TEN THINGS THAT DON’T MAKE SENSE

clock Many of my posts are about things that don’t make sense — notably those on political and economic matters like ‘free’ trade, globalization, the tax system, intellectual property laws, and my recent post about 12 aspects of business that desperately need innovating.

These ten things are more general. Some of them have bugged me for a long time. Maybe I just don’t understand them. If you do, please enlighten me:

  1. The English language: Why don’t we make English spelling phonetic, or at least consistent, like most other languages? And the grammar should be consistent as well. And why don’t we get rid of unnecessary extra letters, and capital letters entirely? 
  2. Non-Daylight Savings Time: If DST is good for the winter, why not all year round? In fact, why don’t we all go to one time zone worldwide, and simply let each city and business set times that make sense for it. Especially if we use the 24 hour clock. It’s not like we can’t phone a business if we’re not sure what their hours are. And there are no standard hours for anything any more, anyway.
  3. The Dow-Jones Industrial Index: Why in the world is this still the most important index of markets in the world? It covers only 30 stocks in one economic sector, and comparing DJII levels over time has been totally warped of any meaning by additions and delistings over the years (a lot of the companies that were part of the DJII back when it started are now defunct). And why is it still quoted with two decimal points, when the significance of the decimals is less than a Bill Gates sneeze?
  4. Pay radio: Why would people pay money for a digital receiver, and then pay again every month, to hear commercial-less music in their car. Haven’t they heard of CDs?
  5. The Neilsen 21-49 demographic: The 50-69 age group, the baby boom babies, are the biggest demographic bulge in history, have inherited a record amount from their parents and made a lot more themselves, are likely to live on average another 20-30 years, and have a taste for luxuries, but are excluded from viewer/listener demographics used to set advertising rates . Why?
  6. Multiple sign languages: Sign language is wonderful. You can communicate regardless of your spoken tongue, even in noisy areas your voice won’t reach, and hearing isn’t an impairment. It could be the universal language, taught to everyone. So why is there more than one sign language in common use?
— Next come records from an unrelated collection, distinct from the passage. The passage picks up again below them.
//! Plugin-side entry point.
//!
//! A plugin binary calls [`serve`] from `main`. It verifies the cookie the
//! host exported, negotiates a protocol version, binds a private endpoint,
//! announces it with a [`HandshakeLine`] on stdout and then serves its
//! capabilities until the host disconnects.
//!
//! ```no_run
//! use switchboard::events::{EventData, EventHandler, TriggerOutcome};
//! use switchboard::serve::{ServeConfig, serve};
//!
//! struct Quiet;
//!
//! impl EventHandler for Quiet {
//!     fn register(&self, _triggers: &[String]) {}
//!
//!     fn trigger(&self, _event: &str, _args: &EventData) -> TriggerOutcome {
//!         TriggerOutcome::handled()
//!     }
//! }
//!
//! # fn main() -> Result<(), switchboard::serve::ServeError> {
//! serve(ServeConfig::events("quiet", Quiet))
//! # }
//! ```

use std::env;
use std::io::{self, Write};
use std::sync::Arc;
use std::thread;
use std::time::Duration;

use camino::Utf8PathBuf;
use thiserror::Error;
use tracing::{debug, info};
use tracing_subscriber::EnvFilter;

use crate::capability::{CapabilityServer, CapabilitySet};
use crate::events::{EventHandler, EventServer};
use crate::handshake::{
    CLIENT_CERT_ENV, CORE_PROTOCOL_VERSION, DEFAULT_PROTOCOL_VERSION, HandshakeConfig,
    HandshakeError, HandshakeLine, PROTOCOL_VERSIONS_ENV, negotiate_version, parse_version_list,
};
use crate::transport::tls::{self, SessionIdentity};
use crate::transport::{
    Channel, ChannelOptions, Conduit, Endpoint, EndpointListener, TlsError, TransportError,
};

const SERVE_TARGET: &str = concat!(env!("CARGO_PKG_NAME"), "::serve");

/// How long a plugin waits for the host to connect after announcing itself.
pub const DEFAULT_ACCEPT_TIMEOUT: Duration = Duration::from_secs(10);

const CLOSE_POLL: Duration = Duration::from_millis(50);

/// Errors that end a plugin's [`serve`] loop.
#[derive(Debug, Error)]
pub enum ServeError {
    /// The host's bootstrap environment was rejected.
    #[error(transparent)]
    Handshake(#[from] HandshakeError),

    /// The endpoint could not be bound or accepted.
    #[error("{context}: {source}")]
    Io {
        /// Step that failed.
        context: &'static str,
        /// Underlying I/O error.
        #[source]
        source: io::Error,
    },

    /// The encrypted session could not be set up.
    #[error(transparent)]
    Tls(#[from] TlsError),

    /// The channel could not be opened.
    #[error(transparent)]
    Transport(#[from] TransportError),

    /// The handshake line could not be serialised.
    #[error("failed to encode handshake line: {0}")]
    Encode(#[from] serde_json::Error),
}

impl ServeError {
    fn io(context: &'static str) -> impl FnOnce(io::Error) -> Self {
        move |source| Self::Io { context, source }
    }

    /// Returns `true` when the host's cookie was missing or wrong, meaning the
    /// binary was not launched by a host.
    #[must_use]
    pub const fn is_cookie_failure(&self) -> bool {
        matches!(
            self,
            Self::Handshake(
                HandshakeError::MissingCookie { .. } | HandshakeError::CookieValueMismatch { .. }
            )
        )
    }
}

/// What a plugin serves and how it answers the handshake.
#[derive(Debug)]
pub struct ServeConfig {
    name: String,
    handshake: HandshakeConfig,
    supported_versions: Vec<u32>,
    capabilities: CapabilitySet,
    accept_timeout: Duration,
    channel_options: ChannelOptions,
}

impl ServeConfig {
    /// Creates a configuration serving nothing yet.
    #[must_use]
    pub fn new(name: impl Into<String>) -> Self {
        Self {
            name: name.into(),
            handshake: HandshakeConfig::default(),
            supported_versions: vec![DEFAULT_PROTOCOL_VERSION],
            capabilities: CapabilitySet::new(),
            accept_timeout: DEFAULT_ACCEPT_TIMEOUT,
            channel_options: ChannelOptions::default(),
        }
    }

    /// Creates a configuration serving `eventplugin` through `handler`.
    #[must_use]
    pub fn events<H: EventHandler + 'static>(name: impl Into<String>, handler: H) -> Self {
        Self::new(name).with_capability(EventServer::new(handler))
    }

    /// Adds a capability.
    #[must_use]
    pub fn with_capability(mut self, server: impl CapabilityServer + 'static) -> Self {
        self.capabilities.insert(Arc::new(server));
        self
    }

    /// Overrides the cookie the plugin expects.
    #[must_use]
    pub fn with_handshake(mut self, handshake: HandshakeConfig) -> Self {
        self.handshake = handshake;
        self
    }

    /// Sets the protocol versions the plugin speaks.
    #[must_use]
    pub fn with_supported_versions(mut self, versions: impl Into<Vec<u32>>) -> Self {
        self.supported_versions = versions.into();
        self
    }

    /// Sets how long to wait for the host to connect.
    #[must_use]
    pub const fn with_accept_timeout(mut self, timeout: Duration) -> Self {
        self.accept_timeout = timeout;
        self
    }

    /// Returns the plugin name used in logs.
    #[must_use]
    pub fn name(&self) -> &str {
        &self.name
    }

    /// Returns the names of the served capabilities.
    #[must_use]
    pub fn capability_names(&self) -> Vec<String> {
        self.capabilities.names()
    }
}

/// Serves `config` using the process environment and stdout.
///
/// Blocks until the host disconnects.
///
/// # Errors
///
/// Returns [`ServeError`] when the cookie is missing or wrong, no protocol
/// version is shared, or the endpoint cannot be set up.
pub fn serve(config: ServeConfig) -> Result<(), ServeError> {
    serve_with(config, |key| env::var(key).ok(), io::stdout())
}

/// Serves `config` reading bootstrap variables through `lookup` and writing
/// the handshake line to `announce`.
///
/// # Errors
///
/// See [`serve`].
pub fn serve_with<F, W>(config: ServeConfig, lookup: F, mut announce: W) -> Result<(), ServeError>
where
    F: Fn(&str) -> Option<String>,
    W: Write,
{
    config.handshake.check_cookie(&lookup)?;
    let protocol_version = negotiate(&config, lookup(PROTOCOL_VERSIONS_ENV).as_deref())?;
    let client_cert = lookup(CLIENT_CERT_ENV)
        .map(|text| tls::decode_certificate(&text))
        .transpose()?;
    let identity = client_cert
        .as_ref()
        .map(|_| SessionIdentity::generate())
        .transpose()?;

    let (listener, _socket_dir) = bind_private_endpoint()?;
    let line = HandshakeLine {
        core_version: CORE_PROTOCOL_VERSION,
        protocol_version,
        cookie_key: config.handshake.cookie_key().to_owned(),
        cookie_value: config.handshake.cookie_value().to_owned(),
        endpoint: listener.endpoint().to_string(),
        capabilities: config.capabilities.names(),
        server_cert: identity.as_ref().map(SessionIdentity::certificate_base64),
    };
    writeln!(announce, "{}", line.to_json()?).map_err(ServeError::io("failed to announce"))?;
    announce.flush().map_err(ServeError::io("failed to announce"))?;
    debug!(
        target: SERVE_TARGET,
        plugin = %config.name,
        endpoint = %listener.endpoint(),
        protocol_version,
        encrypted = identity.is_some(),
        "handshake announced"
    );

    let plain = listener
        .accept(config.accept_timeout)
        .map_err(ServeError::io("host did not connect"))?;
    let conduit: Box<dyn Conduit> = match (identity, client_cert) {
        (Some(identity), Some(client_cert)) => Box::new(tls::accept(
            plain,
            &identity,
            &client_cert,
            config.accept_timeout,
        )?),
        _ => plain,
    };

    let channel = Channel::open(
        config.name.clone(),
        conduit,
        Arc::new(config.capabilities),
        config.channel_options,
    )?;
    info!(target: SERVE_TARGET, plugin = %config.name, "serving host");
    while !channel.is_closed() {
        thread::sleep(CLOSE_POLL);
    }
    info!(
        target: SERVE_TARGET,
        plugin = %config.name,
        reason = channel.close_reason().unwrap_or_default(),
        "host disconnected"
    );
    Ok(())
}

fn negotiate(config: &ServeConfig, offered: Option<&str>) -> Result<u32, ServeError> {
    let host_accepts = offered.map_or_else(
        || Ok(vec![config.handshake.protocol_version()]),
        parse_version_list,
    )?;
    negotiate_version(&host_accepts, &config.supported_versions).ok_or_else(|| {
        ServeError::Handshake(HandshakeError::NoCommonVersion {
            offered: join_versions(&host_accepts),
            supported: join_versions(&config.supported_versions),
        })
    })
}

fn join_versions(versions: &[u32]) -> String {
    versions
        .iter()
        .map(u32::to_string)
        .collect::<Vec<_>>()
        .join(",")
}

#[cfg(unix)]
fn bind_private_endpoint() -> Result<(EndpointListener, Option<tempfile::TempDir>), ServeError> {
    let dir = tempfile::Builder::new()
        .prefix("switchboard-plugin-")
        .tempdir()
        .map_err(ServeError::io("failed to create socket directory"))?;
    let path = Utf8PathBuf::from_path_buf(dir.path().join("plugin.sock")).map_err(|path| {
        ServeError::Io {
            context: "socket path is not UTF-8",
            source: io::Error::new(io::ErrorKind::InvalidInput, path.display().to_string()),
        }
    })?;
    let listener = EndpointListener::bind(&Endpoint::unix(path))
        .map_err(ServeError::io("failed to bind plugin socket"))?;
    Ok((listener, Some(dir)))
}

#[cfg(not(unix))]
fn bind_private_endpoint() -> Result<(EndpointListener, Option<tempfile::TempDir>), ServeError> {
    let listener = EndpointListener::bind(&Endpoint::tcp("127.0.0.1", 0))
        .map_err(ServeError::io("failed to bind plugin socket"))?;
    Ok((listener, None))
}

/// Installs a JSON subscriber writing to stderr.
///
/// The host parses these records back into its plugin log. `RUST_LOG`
/// overrides `default_filter`. Calling it again after a subscriber is
/// installed has no effect.
pub fn init_logging(default_filter: &str) {
    let filter =
        EnvFilter::try_from_default_env().unwrap_or_else(|_| EnvFilter::new(default_filter));
    let installed = tracing_subscriber::fmt()
        .json()
        .with_env_filter(filter)
        .with_writer(io::stderr)
        .with_ansi(false)
        .with_timer(tracing_subscriber::fmt::time::UtcTime::rfc_3339())
        .try_init();
    if installed.is_err() {
        debug!(target: SERVE_TARGET, "subscriber already installed");
    }
}

#[cfg(test)]
mod tests;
  7. Consumer prices: Now let me get this straight. You spend vast sums on advertising to promote your product over some other brand. In some cases, like fashion ads, the product is not even pictured, nor are any of its benefits cited. And then you add the cost of the advertising to the retail price and expect customers to pay for it. In the case of breakfast cereal this adds up to 80% of the price of the product. This will even stump visiting aliens, for sure.
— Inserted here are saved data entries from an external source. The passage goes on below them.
//! Live plugin registry.
//!
//! The [`PluginRegistry`] owns one [`PluginHandle`] per started plugin. The
//! host adds handles after a successful start and the dispatcher prunes them
//! when a plugin dies. Readers take a snapshot of `Arc` handles, so a
//! trigger fan-out never observes a handle mid-teardown: removal only drops
//! the registry's reference, and killing a handle resolves in-flight calls
//! with a transport failure.

use std::collections::BTreeSet;
use std::sync::{Arc, Mutex, MutexGuard, PoisonError, RwLock};
use std::time::Duration;

use tracing::debug;

use crate::capability::Dispenser;
use crate::error::PluginError;
use crate::events::EventClient;
use crate::process::PluginProcess;
use crate::transport::{CallError, Channel};

const REGISTRY_TARGET: &str = concat!(env!("CARGO_PKG_NAME"), "::registry");

/// Dispatch health of a plugin.
#[derive(Debug, Clone, Copy, PartialEq, Eq)]
pub enum PluginStatus {
    /// Receives triggers.
    Live,
    /// Timed out recently; skipped until a health check succeeds.
    Suspect,
    /// Killed or crashed.
    Dead,
}

/// One started plugin: its process, channel, and dispensed event client.
#[derive(Debug)]
pub struct PluginHandle {
    name: String,
    events: EventClient,
    process: Option<PluginProcess>,
    status: Mutex<PluginStatus>,
    subscriptions: Mutex<BTreeSet<String>>,
}

fn lock<T>(mutex: &Mutex<T>) -> MutexGuard<'_, T> {
    mutex.lock().unwrap_or_else(PoisonError::into_inner)
}

impl PluginHandle {
    /// Wraps a started process and dispenses its `eventplugin` capability.
    ///
    /// The process is killed when dispensing fails.
    ///
    /// # Errors
    ///
    /// Returns [`PluginError::CapabilityNotExported`] or
    /// [`PluginError::Call`] from the dispenser.
    pub fn from_process(process: PluginProcess, timeout: Duration) -> Result<Self, PluginError> {
        let events = EventClient::dispense(&process.dispenser(timeout))?;
        Ok(Self::from_parts(process.name().to_owned(), events, Some(process)))
    }

    /// Wraps a channel that is not backed by a child process.
    ///
    /// # Errors
    ///
    /// Returns the dispenser's error when the peer does not export
    /// `eventplugin`.
    pub fn attach(
        name: impl Into<String>,
        channel: Channel,
        timeout: Duration,
    ) -> Result<Self, PluginError> {
        let plugin = name.into();
        let events = EventClient::dispense(&Dispenser::new(plugin.clone(), channel, timeout))?;
        Ok(Self::from_parts(plugin, events, None))
    }

    fn from_parts(name: String, events: EventClient, process: Option<PluginProcess>) -> Self {
        Self {
            name,
            events,
            process,
            status: Mutex::new(PluginStatus::Live),
            subscriptions: Mutex::new(BTreeSet::new()),
        }
    }

    /// Returns the plugin name.
    #[must_use]
    pub fn name(&self) -> &str {
        &self.name
    }

    /// Returns the event client.
    #[must_use]
    pub const fn events(&self) -> &EventClient {
        &self.events
    }

    /// Returns the channel to the plugin.
    #[must_use]
    pub const fn channel(&self) -> &Channel {
        self.events.stub().channel()
    }

    /// Returns the child process, when the plugin runs as one.
    #[must_use]
    pub const fn process(&self) -> Option<&PluginProcess> {
        self.process.as_ref()
    }

    /// Returns the dispatch status.
    #[must_use]
    pub fn status(&self) -> PluginStatus {
        *lock(&self.status)
    }

    /// Excludes the plugin from triggers until [`Self::mark_live`].
    ///
    /// Has no effect on a dead plugin.
    pub fn mark_suspect(&self) {
        let mut status = lock(&self.status);
        if *status == PluginStatus::Live {
            *status = PluginStatus::Suspect;
        }
    }

    /// Returns a suspect plugin to service.
    ///
    /// Has no effect on a dead plugin.
    pub fn mark_live(&self) {
        let mut status = lock(&self.status);
        if *status == PluginStatus::Suspect {
            *status = PluginStatus::Live;
        }
    }

    /// Returns `true` while the plugin is not dead and its channel is open.
    #[must_use]
    pub fn is_alive(&self) -> bool {
        self.status() != PluginStatus::Dead
            && self
                .process
                .as_ref()
                .map_or_else(|| !self.channel().is_closed(), PluginProcess::is_alive)
    }

    /// Probes the plugin.
    ///
    /// # Errors
    ///
    /// Propagates the ping failure.
    pub fn ping(&self, timeout: Duration) -> Result<(), CallError> {
        self.channel().ping(timeout)
    }

    /// Marks the plugin dead, closes its channel and stops its process.
    ///
    /// Calling `kill` again does nothing.
    pub fn kill(&self) {
        {
            let mut status = lock(&self.status);
            if *status == PluginStatus::Dead {
                return;
            }
            *status = PluginStatus::Dead;
        }
        debug!(target: REGISTRY_TARGET, plugin = %self.name, "killing plugin");
        self.channel().close();
        if let Some(process) = &self.process {
            process.kill();
        }
        lock(&self.subscriptions).clear();
    }

    /// Replaces the recorded subscriptions.
    pub fn set_subscriptions(&self, triggers: &[String]) {
        let mut subscriptions = lock(&self.subscriptions);
        subscriptions.clear();
        subscriptions.extend(triggers.iter().cloned());
    }

    /// Returns the recorded subscriptions in name order.
    #[must_use]
    pub fn subscriptions(&self) -> Vec<String> {
        lock(&self.subscriptions).iter().cloned().collect()
    }

    /// Returns `true` when the plugin registered for `event`.
    #[must_use]
    pub fn is_subscribed(&self, event: &str) -> bool {
        lock(&self.subscriptions).contains(event)
    }
}

/// Registry of started plugins in start order.
///
/// # Example
///
/// ```
/// use switchboard::registry::PluginRegistry;
///
/// let registry = PluginRegistry::new();
/// assert!(registry.is_empty());
/// assert!(registry.snapshot().is_empty());
/// ```
#[derive(Debug, Default)]
pub struct PluginRegistry {
    plugins: RwLock<Vec<Arc<PluginHandle>>>,
}

impl PluginRegistry {
    /// Creates an empty registry.
    #[must_use]
    pub fn new() -> Self {
        Self::default()
    }

    /// Adds a handle.
    ///
    /// # Errors
    ///
    /// Returns [`PluginError::AlreadyRegistered`] when a plugin with the same
    /// name is present; the rejected handle is killed.
    pub fn insert(&self, handle: PluginHandle) -> Result<Arc<PluginHandle>, PluginError> {
        let mut plugins = self.write();
        if plugins.iter().any(|existing| existing.name() == handle.name()) {
            handle.kill();
            return Err(PluginError::AlreadyRegistered {
                name: handle.name().to_owned(),
            });
        }
        let shared = Arc::new(handle);
        plugins.push(Arc::clone(&shared));
        debug!(target: REGISTRY_TARGET, plugin = %shared.name(), total = plugins.len(), "plugin registered");
        Ok(shared)
    }

    /// Looks up a plugin by name.
    #[must_use]
    pub fn get(&self, name: &str) -> Option<Arc<PluginHandle>> {
        self.read().iter().find(|handle| handle.name() == name).cloned()
    }

    /// Removes a plugin and returns its handle.
    #[must_use = "the removed handle keeps the plugin running until it is killed or dropped"]
    pub fn remove(&self, name: &str) -> Option<Arc<PluginHandle>> {
        let mut plugins = self.write();
        let index = plugins.iter().position(|handle| handle.name() == name)?;
        let removed = plugins.remove(index);
        debug!(target: REGISTRY_TARGET, plugin = name, total = plugins.len(), "plugin removed");
        Some(removed)
    }

    /// Removes `handle` if it is still the entry registered under its name.
    ///
    /// A replacement started under the same name is left in place.
    #[must_use = "the removed handle keeps the plugin running until it is killed or dropped"]
    pub fn remove_if_current(&self, handle: &PluginHandle) -> Option<Arc<PluginHandle>> {
        let mut plugins = self.write();
        let index = plugins
            .iter()
            .position(|entry| std::ptr::eq(Arc::as_ptr(entry), handle))?;
        let removed = plugins.remove(index);
        debug!(target: REGISTRY_TARGET, plugin = %removed.name(), total = plugins.len(), "plugin removed");
        Some(removed)
    }

    /// Returns every registered handle.
    #[must_use]
    pub fn snapshot(&self) -> Vec<Arc<PluginHandle>> {
        self.read().clone()
    }

    /// Returns the handles currently eligible for triggers.
    #[must_use]
    pub fn live(&self) -> Vec<Arc<PluginHandle>> {
        self.with_status(PluginStatus::Live)
    }

    /// Returns the handles awaiting a health check.
    #[must_use]
    pub fn suspects(&self) -> Vec<Arc<PluginHandle>> {
        self.with_status(PluginStatus::Suspect)
    }

    /// Returns the registered names in start order.
    #[must_use]
    pub fn names(&self) -> Vec<String> {
        self.read()
            .iter()
            .map(|handle| handle.name().to_owned())
            .collect()
    }

    /// Returns the number of registered plugins.
    #[must_use]
    pub fn len(&self) -> usize {
        self.read().len()
    }

    /// Returns `true` when no plugin is registered.
    #[must_use]
    pub fn is_empty(&self) -> bool {
        self.read().is_empty()
    }

    /// Removes and returns every handle.
    #[must_use = "drained handles keep their plugins running until killed or dropped"]
    pub fn drain(&self) -> Vec<Arc<PluginHandle>> {
        std::mem::take(&mut *self.write())
    }

    fn with_status(&self, status: PluginStatus) -> Vec<Arc<PluginHandle>> {
        self.read()
            .iter()
            .filter(|handle| handle.status() == status)
            .cloned()
            .collect()
    }

    fn read(&self) -> std::sync::RwLockReadGuard<'_, Vec<Arc<PluginHandle>>> {
        self.plugins.read().unwrap_or_else(PoisonError::into_inner)
    }

    fn write(&self) -> std::sync::RwLockWriteGuard<'_, Vec<Arc<PluginHandle>>> {
        self.plugins.write().unwrap_or_else(PoisonError::into_inner)
    }
}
  8. No-frills airlines: A 38-minute flight from Toronto to Cleveland, where there’s only one class of seating (cramped), costs $1,200 round-trip. They feed you pretzels if you’re lucky, charge you $5 for a beer, and then thank you for choosing their airline. Hasn’t management figured out that flying is expensive, and if your product is inherently expensive, you don’t cut out luxuries, you add them, because the extra cost of the luxuries is peanuts compared to the perceived value it adds. Instead of $1,200 for pretzels, charge me $1,300, give me a champagne cocktail in a real glass, an on-board massage, and a free CD of my choosing to keep, and I feel like royalty. Can you imagine if Rolls-Royce made a no-frills car, what it would do to their market?
  9. Time measurement: 24 hours in a day, 7 days in a week, variable number of days per month, 60 seconds in a minute, 60 minutes in an hour. Who designed this and why weren’t they fired? Put the year first, forget about months, and break the day into 100,000 seconds. Period. So 2004.001.50000 is noon January 1 next year. Put this with one time-zone worldwide (see #2 above) and you would save millions on calendars, clocks, schedules, and all the archaic relics that force us to adhere to this absurd measurement system.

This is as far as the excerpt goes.